Records for processing =
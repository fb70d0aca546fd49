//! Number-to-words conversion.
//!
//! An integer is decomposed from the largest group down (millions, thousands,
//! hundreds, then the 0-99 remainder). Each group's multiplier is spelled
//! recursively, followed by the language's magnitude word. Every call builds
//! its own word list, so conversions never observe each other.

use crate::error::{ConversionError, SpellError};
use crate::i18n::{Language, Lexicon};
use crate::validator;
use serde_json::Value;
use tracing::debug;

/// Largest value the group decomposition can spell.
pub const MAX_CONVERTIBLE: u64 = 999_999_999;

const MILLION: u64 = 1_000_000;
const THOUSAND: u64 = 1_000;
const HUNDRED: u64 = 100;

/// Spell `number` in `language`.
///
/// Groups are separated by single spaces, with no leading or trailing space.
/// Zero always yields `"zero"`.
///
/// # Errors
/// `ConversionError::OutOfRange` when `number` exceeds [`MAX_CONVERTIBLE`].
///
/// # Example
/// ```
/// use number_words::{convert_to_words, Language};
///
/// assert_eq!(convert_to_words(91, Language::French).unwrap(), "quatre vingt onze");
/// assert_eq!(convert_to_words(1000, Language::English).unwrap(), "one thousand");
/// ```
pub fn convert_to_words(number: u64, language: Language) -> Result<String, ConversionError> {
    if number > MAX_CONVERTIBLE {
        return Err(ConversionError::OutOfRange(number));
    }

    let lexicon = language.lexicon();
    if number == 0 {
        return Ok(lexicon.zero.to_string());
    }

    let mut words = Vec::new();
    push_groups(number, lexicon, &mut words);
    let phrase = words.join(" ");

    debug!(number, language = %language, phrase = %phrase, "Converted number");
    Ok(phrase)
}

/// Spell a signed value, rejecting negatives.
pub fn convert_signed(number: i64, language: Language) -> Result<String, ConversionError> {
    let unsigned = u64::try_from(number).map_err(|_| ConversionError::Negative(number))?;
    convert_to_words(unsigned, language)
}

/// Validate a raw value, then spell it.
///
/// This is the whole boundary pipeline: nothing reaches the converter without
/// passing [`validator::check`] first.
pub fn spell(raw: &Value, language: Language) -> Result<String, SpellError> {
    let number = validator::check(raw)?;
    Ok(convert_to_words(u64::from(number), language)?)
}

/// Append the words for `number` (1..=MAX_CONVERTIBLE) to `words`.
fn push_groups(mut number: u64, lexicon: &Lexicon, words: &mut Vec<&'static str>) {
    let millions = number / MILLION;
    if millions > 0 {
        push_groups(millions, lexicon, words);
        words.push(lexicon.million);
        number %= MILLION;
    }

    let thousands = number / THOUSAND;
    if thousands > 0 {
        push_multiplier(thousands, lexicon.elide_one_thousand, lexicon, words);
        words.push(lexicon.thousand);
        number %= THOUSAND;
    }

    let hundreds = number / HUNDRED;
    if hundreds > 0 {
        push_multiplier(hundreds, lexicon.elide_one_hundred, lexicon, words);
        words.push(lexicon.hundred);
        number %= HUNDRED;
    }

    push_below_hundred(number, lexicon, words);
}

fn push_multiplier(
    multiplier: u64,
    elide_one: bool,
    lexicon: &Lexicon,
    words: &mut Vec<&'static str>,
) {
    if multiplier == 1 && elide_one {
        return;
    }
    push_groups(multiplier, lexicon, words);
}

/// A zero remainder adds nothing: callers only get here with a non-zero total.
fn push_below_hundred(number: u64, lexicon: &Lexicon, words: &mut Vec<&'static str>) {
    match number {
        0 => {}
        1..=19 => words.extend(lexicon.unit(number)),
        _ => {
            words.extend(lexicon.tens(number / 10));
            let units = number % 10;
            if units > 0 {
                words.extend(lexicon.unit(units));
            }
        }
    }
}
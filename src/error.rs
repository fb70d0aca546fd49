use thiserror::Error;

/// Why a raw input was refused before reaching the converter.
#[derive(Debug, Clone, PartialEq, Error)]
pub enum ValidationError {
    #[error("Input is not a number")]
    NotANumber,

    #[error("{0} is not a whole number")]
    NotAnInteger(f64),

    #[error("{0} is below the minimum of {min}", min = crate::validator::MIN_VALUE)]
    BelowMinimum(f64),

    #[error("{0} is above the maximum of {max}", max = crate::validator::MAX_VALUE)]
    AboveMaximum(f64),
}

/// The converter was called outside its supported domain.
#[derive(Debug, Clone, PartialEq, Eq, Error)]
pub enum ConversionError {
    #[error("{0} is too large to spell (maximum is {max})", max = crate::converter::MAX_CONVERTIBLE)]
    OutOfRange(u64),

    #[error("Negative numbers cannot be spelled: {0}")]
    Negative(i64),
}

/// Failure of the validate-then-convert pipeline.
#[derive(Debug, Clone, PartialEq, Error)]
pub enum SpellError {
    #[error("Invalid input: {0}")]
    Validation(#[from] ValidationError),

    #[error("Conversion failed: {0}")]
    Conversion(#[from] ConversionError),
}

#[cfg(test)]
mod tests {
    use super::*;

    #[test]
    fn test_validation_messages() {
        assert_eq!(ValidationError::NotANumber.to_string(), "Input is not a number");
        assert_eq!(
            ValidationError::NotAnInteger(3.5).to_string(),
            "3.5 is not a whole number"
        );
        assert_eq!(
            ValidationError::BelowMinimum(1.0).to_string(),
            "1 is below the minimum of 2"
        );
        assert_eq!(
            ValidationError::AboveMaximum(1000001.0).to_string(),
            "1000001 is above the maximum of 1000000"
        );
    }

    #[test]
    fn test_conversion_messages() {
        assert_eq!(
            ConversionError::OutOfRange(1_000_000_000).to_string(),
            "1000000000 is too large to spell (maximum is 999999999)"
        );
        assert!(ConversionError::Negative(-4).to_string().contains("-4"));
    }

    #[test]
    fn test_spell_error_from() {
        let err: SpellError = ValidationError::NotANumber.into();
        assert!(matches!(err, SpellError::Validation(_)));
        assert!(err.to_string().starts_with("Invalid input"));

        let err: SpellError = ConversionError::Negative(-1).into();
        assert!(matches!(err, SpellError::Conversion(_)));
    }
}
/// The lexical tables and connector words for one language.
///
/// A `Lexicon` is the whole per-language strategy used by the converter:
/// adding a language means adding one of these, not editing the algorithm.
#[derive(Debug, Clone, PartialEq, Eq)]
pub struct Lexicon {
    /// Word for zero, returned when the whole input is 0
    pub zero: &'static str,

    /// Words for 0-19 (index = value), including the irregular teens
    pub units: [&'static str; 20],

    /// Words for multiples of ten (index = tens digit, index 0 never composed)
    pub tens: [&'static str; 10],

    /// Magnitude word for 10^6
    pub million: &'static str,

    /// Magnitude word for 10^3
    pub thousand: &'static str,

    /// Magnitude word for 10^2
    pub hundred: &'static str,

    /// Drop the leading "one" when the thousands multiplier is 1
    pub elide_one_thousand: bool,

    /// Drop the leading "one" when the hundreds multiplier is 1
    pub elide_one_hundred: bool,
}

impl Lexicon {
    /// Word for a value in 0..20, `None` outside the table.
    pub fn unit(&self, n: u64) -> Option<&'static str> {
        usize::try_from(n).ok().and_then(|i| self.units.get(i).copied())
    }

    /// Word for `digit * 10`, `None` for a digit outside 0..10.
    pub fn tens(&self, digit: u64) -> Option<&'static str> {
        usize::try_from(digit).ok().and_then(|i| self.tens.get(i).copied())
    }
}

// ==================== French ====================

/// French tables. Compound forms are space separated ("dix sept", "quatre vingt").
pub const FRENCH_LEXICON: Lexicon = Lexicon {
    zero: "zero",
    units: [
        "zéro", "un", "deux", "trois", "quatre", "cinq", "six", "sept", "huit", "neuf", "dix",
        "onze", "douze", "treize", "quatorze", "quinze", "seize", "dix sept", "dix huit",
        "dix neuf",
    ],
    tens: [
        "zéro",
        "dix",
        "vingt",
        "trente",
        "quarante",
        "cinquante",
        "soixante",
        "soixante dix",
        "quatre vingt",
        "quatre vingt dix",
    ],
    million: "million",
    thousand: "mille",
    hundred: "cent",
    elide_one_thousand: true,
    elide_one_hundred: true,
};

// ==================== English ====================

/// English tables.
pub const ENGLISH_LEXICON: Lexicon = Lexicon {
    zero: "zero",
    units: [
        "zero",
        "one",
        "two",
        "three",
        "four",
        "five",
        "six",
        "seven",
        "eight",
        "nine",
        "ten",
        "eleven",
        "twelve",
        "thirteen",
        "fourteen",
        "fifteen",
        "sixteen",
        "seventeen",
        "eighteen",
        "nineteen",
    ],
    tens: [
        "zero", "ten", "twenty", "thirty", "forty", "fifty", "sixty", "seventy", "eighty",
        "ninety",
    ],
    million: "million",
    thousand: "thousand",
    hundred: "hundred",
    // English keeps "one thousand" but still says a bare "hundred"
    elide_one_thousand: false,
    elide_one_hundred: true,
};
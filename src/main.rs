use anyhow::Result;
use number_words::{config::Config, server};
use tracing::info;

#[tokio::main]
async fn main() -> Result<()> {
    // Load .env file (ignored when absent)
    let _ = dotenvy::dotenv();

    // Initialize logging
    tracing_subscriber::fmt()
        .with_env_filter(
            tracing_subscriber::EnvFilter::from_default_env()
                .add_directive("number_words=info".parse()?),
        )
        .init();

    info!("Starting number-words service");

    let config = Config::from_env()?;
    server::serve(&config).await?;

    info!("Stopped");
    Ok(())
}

Task prompt =
All that is wanted is the stretch of lines above from the one containing "multiplier is spelled" through the one containing "decomposition can spell.", duplicated exactly.

Exercise response =
//! hundreds, then the 0-99 remainder). Each group's multiplier is spelled
//! recursively, followed by the language's magnitude word. Every call builds
//! its own word list, so conversions never observe each other.

use crate::error::{ConversionError, SpellError};
use crate::i18n::{Language, Lexicon};
use crate::validator;
use serde_json::Value;
use tracing::debug;

/// Largest value the group decomposition can spell.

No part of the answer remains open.